Stored items —

↓

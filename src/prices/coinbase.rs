use anyhow::{Context, Result};
use async_trait::async_trait;
use chrono::{DateTime, Duration as ChronoDuration, Utc};
use jsonwebtoken::{encode, Algorithm, EncodingKey, Header};
use reqwest::Client;
use serde::{Deserialize, Serialize};
use std::time::{Duration, Instant, SystemTime, UNIX_EPOCH};
use tokio::sync::Mutex;
use tracing::debug;

use crate::config::Config;
use crate::error::VerifyError;
use crate::models::{PriceSample, PriceSeries};
use crate::prices::PriceHistoryProvider;

const BASE_URL: &str = "https://api.coinbase.com";
const MIN_REQUEST_INTERVAL: Duration = Duration::from_millis(100);
const MAX_CANDLES_PER_REQUEST: i64 = 300;
const REQUEST_TIMEOUT: Duration = Duration::from_secs(10);

#[derive(Debug, Serialize)]
struct JwtClaims {
    sub: String,
    iss: String,
    nbf: u64,
    exp: u64,
    uri: String,
}

#[derive(Debug, Deserialize)]
struct CandleResponse {
    candles: Vec<RawCandle>,
}

#[derive(Debug, Deserialize)]
struct RawCandle {
    start: String,
    low: String,
    high: String,
    open: String,
    close: String,
    volume: String,
}

/// Coinbase candle granularities, finest first.
#[derive(Debug, Clone, Copy, PartialEq, Eq)]
enum Granularity {
    OneMinute,
    FiveMinute,
    FifteenMinute,
    OneHour,
    OneDay,
}

impl Granularity {
    fn as_str(&self) -> &'static str {
        match self {
            Granularity::OneMinute => "ONE_MINUTE",
            Granularity::FiveMinute => "FIVE_MINUTE",
            Granularity::FifteenMinute => "FIFTEEN_MINUTE",
            Granularity::OneHour => "ONE_HOUR",
            Granularity::OneDay => "ONE_DAY",
        }
    }

    fn seconds(&self) -> i64 {
        match self {
            Granularity::OneMinute => 60,
            Granularity::FiveMinute => 300,
            Granularity::FifteenMinute => 900,
            Granularity::OneHour => 3600,
            Granularity::OneDay => 86400,
        }
    }

    /// Finest bars that keep a window within a handful of requests.
    fn for_window(window: ChronoDuration) -> Self {
        if window <= ChronoDuration::hours(6) {
            Granularity::OneMinute
        } else if window <= ChronoDuration::days(1) {
            Granularity::FiveMinute
        } else if window <= ChronoDuration::days(3) {
            Granularity::FifteenMinute
        } else if window <= ChronoDuration::days(12) {
            Granularity::OneHour
        } else {
            Granularity::OneDay
        }
    }
}

/// Maps signal symbols ("BTC", "BTCUSDT", "BTC-USD") to Coinbase product ids.
pub fn product_id(symbol: &str) -> String {
    let s = symbol.trim().to_uppercase();
    if s.contains('-') {
        return s;
    }
    let base = s
        .strip_suffix("USDT")
        .or_else(|| s.strip_suffix("USDC"))
        .or_else(|| s.strip_suffix("USD"))
        .filter(|b| !b.is_empty())
        .unwrap_or(&s);
    format!("{}-USD", base)
}

pub struct CoinbaseClient {
    client: Client,
    api_key: String,
    api_secret: String,
    last_request: Mutex<Option<Instant>>,
}

impl CoinbaseClient {
    pub fn new(cfg: &Config) -> Self {
        let client = Client::builder()
            .timeout(REQUEST_TIMEOUT)
            .build()
            .unwrap_or_else(|_| Client::new());
        Self {
            client,
            api_key: cfg.coinbase_api_key.clone(),
            api_secret: cfg.coinbase_api_secret.clone(),
            last_request: Mutex::new(None),
        }
    }

    fn generate_jwt(&self, method: &str, path: &str) -> Result<String> {
        let now = SystemTime::now().duration_since(UNIX_EPOCH)?.as_secs();

        let uri = format!("{} {}{}", method, "api.coinbase.com", path);

        let claims = JwtClaims {
            sub: self.api_key.clone(),
            iss: "cdp".to_string(),
            nbf: now,
            exp: now + 120,
            uri,
        };

        let key = EncodingKey::from_ec_pem(self.api_secret.as_bytes())
            .context("Failed to parse API secret as EC key")?;

        let mut header = Header::new(Algorithm::ES256);
        header.kid = Some(self.api_key.clone());
        header.typ = Some("JWT".to_string());

        encode(&header, &claims, &key).context("Failed to encode JWT")
    }

    async fn rate_limit(&self) {
        let mut last = self.last_request.lock().await;
        if let Some(prev) = *last {
            let elapsed = prev.elapsed();
            if elapsed < MIN_REQUEST_INTERVAL {
                tokio::time::sleep(MIN_REQUEST_INTERVAL - elapsed).await;
            }
        }
        *last = Some(Instant::now());
    }

    /// One page of candles, `start..end` in unix seconds.
    async fn fetch_page(
        &self,
        product: &str,
        granularity: Granularity,
        start: i64,
        end: i64,
    ) -> Result<Vec<PriceSample>> {
        self.rate_limit().await;

        let path = format!("/api/v3/brokerage/market/products/{}/candles", product);

        let mut request = self
            .client
            .get(format!("{}{}", BASE_URL, path))
            .query(&[
                ("start", start.to_string()),
                ("end", end.to_string()),
                ("granularity", granularity.as_str().to_string()),
                ("limit", MAX_CANDLES_PER_REQUEST.to_string()),
            ]);
        if !self.api_key.is_empty() {
            let jwt = self.generate_jwt("GET", &path)?;
            request = request.header("Authorization", format!("Bearer {}", jwt));
        }

        let resp = request.send().await.context("Failed to fetch candles")?;

        let status = resp.status();
        if !status.is_success() {
            let body = resp.text().await.unwrap_or_default();
            anyhow::bail!("Coinbase API error {}: {}", status, body);
        }

        let data: CandleResponse = resp
            .json()
            .await
            .context("Failed to parse candle response")?;

        Ok(data
            .candles
            .into_iter()
            .filter_map(|rc| {
                let ts = rc.start.parse::<i64>().ok()?;
                Some(PriceSample {
                    timestamp: DateTime::from_timestamp(ts, 0)?,
                    open: rc.open.parse().ok(),
                    high: rc.high.parse().ok(),
                    low: rc.low.parse().ok(),
                    close: rc.close.parse().ok()?,
                    volume: rc.volume.parse().ok(),
                })
            })
            .collect())
    }

    /// Paginate through `from..to`. Any failed page fails the whole fetch,
    /// since a silent hole would be read as "price never went there".
    pub async fn fetch_range(
        &self,
        symbol: &str,
        from: DateTime<Utc>,
        to: DateTime<Utc>,
    ) -> Result<PriceSeries> {
        let product = product_id(symbol);
        let granularity = Granularity::for_window(to - from);
        let chunk = granularity.seconds() * MAX_CANDLES_PER_REQUEST;

        let end_ts = to.timestamp();
        let mut chunk_start = from.timestamp();
        let mut samples = Vec::new();
        let mut pages = 0usize;

        while chunk_start < end_ts {
            let chunk_end = (chunk_start + chunk).min(end_ts);
            let page = self
                .fetch_page(&product, granularity, chunk_start, chunk_end)
                .await
                .with_context(|| format!("{} page {}", product, pages + 1))?;
            samples.extend(page);
            pages += 1;
            chunk_start = chunk_end;
        }

        debug!(
            "Fetched {} {} candles for {} in {} pages",
            samples.len(),
            granularity.as_str(),
            product,
            pages
        );

        // Coinbase returns newest first; PriceSeries sorts and dedups
        Ok(PriceSeries::new(samples).within(from, to))
    }
}

#[async_trait]
impl PriceHistoryProvider for CoinbaseClient {
    fn name(&self) -> &str {
        "coinbase"
    }

    async fn get_prices(
        &self,
        symbol: &str,
        from: DateTime<Utc>,
        to: DateTime<Utc>,
    ) -> crate::error::Result<PriceSeries> {
        if to <= from {
            return Ok(PriceSeries::default());
        }
        self.fetch_range(symbol, from, to)
            .await
            .map_err(|e| VerifyError::FetchFailure {
                symbol: symbol.to_string(),
                reason: format!("{:#}", e),
            })
    }
}

#[cfg(test)]
mod tests {
    use super::*;

    #[test]
    fn product_id_normalizes_symbols() {
        assert_eq!(product_id("BTC"), "BTC-USD");
        assert_eq!(product_id("ethusdt"), "ETH-USD");
        assert_eq!(product_id("SOL-USD"), "SOL-USD");
        assert_eq!(product_id("USD"), "USD-USD");
    }

    #[test]
    fn granularity_coarsens_with_window() {
        assert_eq!(
            Granularity::for_window(ChronoDuration::hours(4)),
            Granularity::OneMinute
        );
        assert_eq!(
            Granularity::for_window(ChronoDuration::days(3)),
            Granularity::FifteenMinute
        );
        assert_eq!(
            Granularity::for_window(ChronoDuration::days(30)),
            Granularity::OneDay
        );
    }
}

↑

What the exercise asks —
For each line in the data above that contains the string "VerifyError", extract the line.

Solution for this problem —
use crate::error::VerifyError;
            .map_err(|e| VerifyError::FetchFailure {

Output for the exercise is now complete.